The female security guard expected a proper investigation and report on the sexual harassment at work claim. Photo / Thinkstock
A female security guard has been awarded $24,000 in compensation after she claimed a colleague sexually harassed her.
The woman said the man physically restrained her, stalked her on social media and told her he would follow her home and watch her sleep.
The Employment Relations Authority (ERA) upheld the woman’s personal grievance claim of unjustifiable action, agreeing her employer did not deal with her sexual harassment complaint fully.
The ERA suppressed the names of the woman, the male security guard and the workplace to protect the woman.
The woman started working for the security company on January 11, 2019, and for the first five weeks of her employment she worked at the same bar in central Christchurch.
The sexual harassment started in February 2019, the woman said, and was verbal, consisting of unwanted and unacceptable sexual comments.
She tried ignoring the harassment and avoiding the colleague but the harassment only got worse, she said.
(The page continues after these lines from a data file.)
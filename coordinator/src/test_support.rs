//! Test utilities for the coordinator crate.
//!
//! This module provides in-memory doubles shared by unit tests (in `src/`)
//! and integration tests (in `tests/`). It is only compiled for tests or with
//! the `test-support` feature.

pub mod producer {
    //! In-memory message producer.

    use std::sync::{Mutex, MutexGuard};

    use async_trait::async_trait;

    use crate::domain::ports::{MessageProducer, OutboundMessage, ProducerError};

    #[derive(Debug, Default)]
    struct ProducerState {
        delivered: Vec<OutboundMessage>,
        batches: usize,
        close_calls: usize,
        limit: Option<usize>,
        unavailable: bool,
    }

    /// Producer that records every delivered message in order.
    ///
    /// # Examples
    ///
    /// ```rust
    /// use coordinator::domain::ports::{MessageProducer, OutboundMessage};
    /// use coordinator::test_support::producer::InMemoryProducer;
    ///
    /// # tokio::runtime::Runtime::new().expect("runtime").block_on(async {
    /// let producer = InMemoryProducer::failing_after(1);
    /// let batch = [OutboundMessage::new("a", Vec::new()), OutboundMessage::new("b", Vec::new())];
    ///
    /// let error = producer.send(&batch).await.expect_err("limit reached");
    /// assert_eq!(error.delivered(), 1);
    /// assert_eq!(producer.delivered_topics(), vec!["a".to_owned()]);
    /// # });
    /// ```
    #[derive(Debug, Default)]
    pub struct InMemoryProducer {
        state: Mutex<ProducerState>,
    }

    impl InMemoryProducer {
        /// Producer accepting everything.
        #[must_use]
        pub fn new() -> Self {
            Self::default()
        }

        /// Producer that accepts `limit` messages in total, then rejects the
        /// rest of the batch that crosses the limit.
        #[must_use]
        pub fn failing_after(limit: usize) -> Self {
            let producer = Self::default();
            producer.state().limit = Some(limit);
            producer
        }

        /// Producer whose broker cannot be reached.
        #[must_use]
        pub fn unavailable() -> Self {
            let producer = Self::default();
            producer.state().unavailable = true;
            producer
        }

        fn state(&self) -> MutexGuard<'_, ProducerState> {
            self.state.lock().unwrap_or_else(|err| err.into_inner())
        }

        /// Messages delivered so far, in delivery order.
        #[must_use]
        pub fn delivered(&self) -> Vec<OutboundMessage> {
            self.state().delivered.clone()
        }

        /// Topics of the delivered messages, in delivery order.
        #[must_use]
        pub fn delivered_topics(&self) -> Vec<String> {
            self.state()
                .delivered
                .iter()
                .map(|message| message.topic.clone())
                .collect()
        }

        /// Number of `send` calls that reached the broker.
        #[must_use]
        pub fn batches(&self) -> usize {
            self.state().batches
        }

        /// Number of `close` calls.
        #[must_use]
        pub fn close_calls(&self) -> usize {
            self.state().close_calls
        }
    }

    #[async_trait]
    impl MessageProducer for InMemoryProducer {
        async fn send(&self, messages: &[OutboundMessage]) -> Result<(), ProducerError> {
            let mut state = self.state();
            if state.unavailable {
                return Err(ProducerError::unavailable("broker offline"));
            }
            state.batches += 1;

            let room = state
                .limit
                .map_or(usize::MAX, |limit| limit.saturating_sub(state.delivered.len()));
            if messages.len() <= room {
                state.delivered.extend_from_slice(messages);
                return Ok(());
            }

            state.delivered.extend(messages.iter().take(room).cloned());
            Err(ProducerError::rejected(room, "delivery limit reached"))
        }

        async fn close(&self) -> Result<(), ProducerError> {
            self.state().close_calls += 1;
            Ok(())
        }
    }
}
It escalated to the point where she was so anxious around the man she started having panic attacks and was increasingly concerned about what he might do.
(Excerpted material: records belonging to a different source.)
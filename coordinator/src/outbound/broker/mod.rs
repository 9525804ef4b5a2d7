//! Message broker adapter.
//!
//! Brokers take part in composite units of work through a buffered
//! pseudo-transaction: [`BufferedTransactor`] opens a [`BufferedTransaction`]
//! that collects messages published by [`Publisher`] and flushes them as one
//! batch on commit. [`ProducerRegistry`] owns the named producer clients and
//! their shutdown.

mod buffered_transaction;
mod publisher;
mod registry;

pub use buffered_transaction::{BufferedTransaction, BufferedTransactor};
pub use publisher::{Delivery, PublishError, Publisher};
pub use registry::{ProducerRegistry, RegistryError};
The ERA found the man was “brazen in his behaviour and unrepentant, he did not stop the behaviour when asked”. It was found he stalked the woman on social media and told her he was doing this.
He said he would follow her home and watch her sleep, and there had been one incident at work where the man had physically restrained her against her will.
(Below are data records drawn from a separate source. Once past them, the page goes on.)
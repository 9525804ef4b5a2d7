//! Integration tests for the PostgreSQL transactor against embedded PostgreSQL.
//!
//! Opt-in: run with `RUN_PG_EMBEDDED=1 cargo test -- --ignored`.

use std::sync::Arc;

use coordinator::domain::ports::{OutboundMessage, TransactionError, Transactor};
use coordinator::domain::{CompositeTransactor, Context};
use coordinator::outbound::broker::BufferedTransactor;
use coordinator::outbound::persistence::{
    DbPool, PgExecutor, PgExecutorError, PgTransactor, PoolConfig,
};
use coordinator::test_support::producer::InMemoryProducer;
use diesel::QueryableByName;
use diesel::sql_types::{BigInt, Text};
use diesel_async::RunQueryDsl;
use diesel_async::scoped_futures::ScopedFutureExt as _;
use pg_embedded_setup_unpriv::TestCluster;
use rstest::{fixture, rstest};
use tokio::runtime::Runtime;

#[path = "support/pg_embed.rs"]
mod pg_embed;

use pg_embed::{embedded_postgres_enabled, test_cluster};

#[derive(QueryableByName)]
struct Total {
    #[diesel(sql_type = BigInt)]
    total: i64,
}

struct PgContext {
    runtime: Runtime,
    _cluster: TestCluster,
    transactor: PgTransactor,
}

impl PgContext {
    fn executor(&self) -> PgExecutor {
        self.transactor.executor()
    }
}

async fn record(executor: &PgExecutor, ctx: &Context, entry: &str) -> Result<(), PgExecutorError> {
    let entry = entry.to_owned();
    executor
        .run(ctx, move |conn| {
            async move {
                diesel::sql_query("INSERT INTO ledger (entry) VALUES ($1)")
                    .bind::<Text, _>(entry)
                    .execute(conn)
                    .await
                    .map(drop)
            }
            .scope_boxed()
        })
        .await
}

async fn ledger_rows(executor: &PgExecutor) -> i64 {
    executor
        .run(&Context::background(), |conn| {
            async move {
                diesel::sql_query("SELECT COUNT(*) AS total FROM ledger")
                    .get_result::<Total>(conn)
                    .await
                    .map(|row| row.total)
            }
            .scope_boxed()
        })
        .await
        .expect("count ledger rows")
}

fn setup_context() -> Result<PgContext, String> {
    let runtime = Runtime::new().map_err(|err| err.to_string())?;
    let cluster = test_cluster()?;
    let database_url = cluster.connection().database_url("postgres");
    let config = PoolConfig::new(database_url)
        .with_max_size(4)
        .with_min_idle(Some(1));
    let pool = runtime
        .block_on(DbPool::new(config))
        .map_err(|err| err.to_string())?;
    let transactor = PgTransactor::new(pool);

    runtime
        .block_on(transactor.executor().run(&Context::background(), |conn| {
            async move {
                diesel::sql_query("CREATE TABLE IF NOT EXISTS ledger (entry TEXT PRIMARY KEY)")
                    .execute(conn)
                    .await
                    .map(drop)
            }
            .scope_boxed()
        }))
        .map_err(|err| err.to_string())?;

    Ok(PgContext {
        runtime,
        _cluster: cluster,
        transactor,
    })
}

#[fixture]
fn pg_context() -> Option<PgContext> {
    if !embedded_postgres_enabled() {
        eprintln!("SKIP-TEST-CLUSTER: set RUN_PG_EMBEDDED=1 to run");
        return None;
    }
    match setup_context() {
        Ok(context) => Some(context),
        Err(reason) => panic!("Test cluster setup failed: {reason}"),
    }
}

#[rstest]
#[ignore = "requires embedded Postgres binaries; opt-in via RUN_PG_EMBEDDED=1"]
fn committed_writes_become_visible(pg_context: Option<PgContext>) {
    let Some(context) = pg_context else {
        return;
    };
    let executor = context.executor();

    context.runtime.block_on(async {
        let ctx = context
            .transactor
            .begin_ctx(&Context::background())
            .await
            .expect("begin succeeds");
        record(&executor, &ctx, "committed").await.expect("insert");
        assert_eq!(ledger_rows(&executor).await, 0, "uncommitted row is hidden");

        context.transactor.commit_ctx(&ctx).await.expect("commit");
        assert_eq!(ledger_rows(&executor).await, 1);
    });
}

#[rstest]
#[ignore = "requires embedded Postgres binaries; opt-in via RUN_PG_EMBEDDED=1"]
fn rolled_back_writes_disappear(pg_context: Option<PgContext>) {
    let Some(context) = pg_context else {
        return;
    };
    let executor = context.executor();

    context.runtime.block_on(async {
        let ctx = context
            .transactor
            .begin_ctx(&Context::background())
            .await
            .expect("begin succeeds");
        record(&executor, &ctx, "discarded").await.expect("insert");

        context.transactor.rollback_ctx(&ctx).await.expect("rollback");
        assert_eq!(ledger_rows(&executor).await, 0);
    });
}

#[rstest]
#[ignore = "requires embedded Postgres binaries; opt-in via RUN_PG_EMBEDDED=1"]
fn finalized_transaction_refuses_further_use(pg_context: Option<PgContext>) {
    let Some(context) = pg_context else {
        return;
    };
    let executor = context.executor();

    context.runtime.block_on(async {
        let ctx = context
            .transactor
            .begin_ctx(&Context::background())
            .await
            .expect("begin succeeds");
        context.transactor.commit_ctx(&ctx).await.expect("commit");

        assert_eq!(
            record(&executor, &ctx, "late").await,
            Err(PgExecutorError::Transaction(TransactionError::closed(
                "postgres"
            )))
        );
        assert_eq!(
            context.transactor.commit_ctx(&ctx).await,
            Err(TransactionError::already_finalized("postgres"))
        );
    });
}

#[rstest]
#[ignore = "requires embedded Postgres binaries; opt-in via RUN_PG_EMBEDDED=1"]
fn opt_out_writes_auto_commit(pg_context: Option<PgContext>) {
    let Some(context) = pg_context else {
        return;
    };
    let executor = context.executor();

    context.runtime.block_on(async {
        let ctx = context
            .transactor
            .begin_ctx(&Context::background())
            .await
            .expect("begin succeeds");
        record(&executor, &ctx.without_transaction(), "audit")
            .await
            .expect("direct insert");

        context.transactor.rollback_ctx(&ctx).await.expect("rollback");
        assert_eq!(ledger_rows(&executor).await, 1);
    });
}

#[rstest]
#[ignore = "requires embedded Postgres binaries; opt-in via RUN_PG_EMBEDDED=1"]
fn composite_spans_postgres_and_broker(pg_context: Option<PgContext>) {
    let Some(context) = pg_context else {
        return;
    };
    let executor = context.executor();
    let producer = Arc::new(InMemoryProducer::new());
    let broker = BufferedTransactor::new(producer.clone());
    let publisher = broker.publisher();
    let composite = CompositeTransactor::builder()
        .with(context.transactor.clone())
        .with(broker)
        .build();

    context.runtime.block_on(async {
        let rolled_back = composite
            .begin_ctx(&Context::background())
            .await
            .expect("begin succeeds");
        record(&executor, &rolled_back, "first").await.expect("insert");
        publisher
            .publish_one(&rolled_back, OutboundMessage::new("ledger", Vec::new()))
            .await
            .expect("buffered");
        composite.rollback_ctx(&rolled_back).await.expect("rollback");
        assert_eq!(ledger_rows(&executor).await, 0);
        assert!(producer.delivered().is_empty());

        let committed = composite
            .begin_ctx(&Context::background())
            .await
            .expect("begin succeeds");
        record(&executor, &committed, "second").await.expect("insert");
        publisher
            .publish_one(&committed, OutboundMessage::new("ledger", Vec::new()))
            .await
            .expect("buffered");
        composite.commit_ctx(&committed).await.expect("commit");
        assert_eq!(ledger_rows(&executor).await, 1);
        assert_eq!(producer.delivered_topics(), vec!["ledger".to_owned()]);
    });
}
After hiding in her car one night to avoid the man, the woman approached another colleague, who encouraged her to go to their team leader.
The team leader immediately changed the woman’s shifts so she was no longer working with the man. The business owner was also informed.
The owner sent a message to the woman asking to meet so he could find out what was going on.
She messaged back saying she was scared to say anything at first because she didn’t know how it would “be handled”.
She said she had been sexually harassed and it had “gotten to the point where I’m scared and uncomfortable to be around him”.
“He just turned up to [the bar] and I got the worse [sic] anxiety and had to go in my
car until he had left.”
The owner gave assurance the woman would be kept safe at work.
The pair met in early April 2019 and the owner said he was meeting the company lawyer to discuss what steps to take.
The colleague was told he was not to go to the bar when the woman was working and she was not rostered on with him.
On April 23, 2019, the woman messaged the owner to say the colleague had been trawling her Facebook account.
She told the owner she was worried about this and said, “I really don’t understand what’s going through his head, it’s like he’s trying to either intimidate me or something … I really don’t know what to do anymore.”
In reply, the owner said he had told the colleague to leave the woman alone and that his behaviour could be considered serious misconduct.
From April until July there were various meetings and messages and the business owner told the woman he would investigate and report back to her.
He said he would speak to the lawyer about the next steps and asked the woman what her expectations were.
She reiterated she felt intimidated and said “I don’t think he should be working in this industry in the type of workplace he is because of the harassment. It’s not something that should be taken lightly because of the extent of it and how confident he was doing it … “
The owner asked for a timeline of evidence so he could progress it to the next level and the woman provided a document outlining the harassment.
At one stage in April, the woman had not heard anything back from the owner and decided to go to the police to record the events.
She told the owner she was doing this and he asked for any documents, presumably any report from the Police, so he could add it to his investigation.
A month later the woman received a message from another manager at the company that said the matter was still under investigation and “you need to let us deal
The manager continued: “Personal issues don’t come to work and affect a professional environment because then it gets ugly.
“Just don’t let whatever kind of issue this is interfering with our business operations please, we’ve worked too hard to build a professional reputation I get on edge when it’s being damaged.”
On May 10, Police called the woman to say her complaint was a work issue and needed to be dealt with at work.
The call sparked a panic attack and the woman called her father. Her father called the owner of the business and complained about the lack of action and support.
This prompted the owner to apologise to the woman. He also said the harassment wasn’t happening at work so it was “a police issue now”.
He offered to go to the police station with the woman but then never confirmed a time.
The woman’s father then contacted the owner again and said nothing had been done.
The father had heard the colleague accused of sexual harassment had been telling others at work everything was made up.
The father asked: “What are your steps to getting this solved or have you lied to me and swept it under the carpet …”
The ERA found that despite meetings and messages, the company had not completed the investigation into sexual harassment.
The woman had trusted that the owner would resolve the complaint. She hadn’t received a report and no outcome had been reported to her.
The ERA found the woman’s claim for personal grievance was not that the company had failed to protect her but that it failed to deal with the sexual harassment complaint appropriately.
It found the woman was disadvantaged at work because she felt unsafe.
The owner told the ERA he thought the matter had been dealt with as the male security guard had stopped contacting the woman.
The ERA did not accept this and said it was clear there needed to be a formal investigation and response.
“By not investigating and undertaking disciplinary action … (the business owner) condoned (the man’s) behaviour and it minimised what occurred and the impact on (the woman) and it ignored the risk of further harassment.”
The woman was awarded $24,000 compensation for humiliation, loss of dignity and injury to feelings.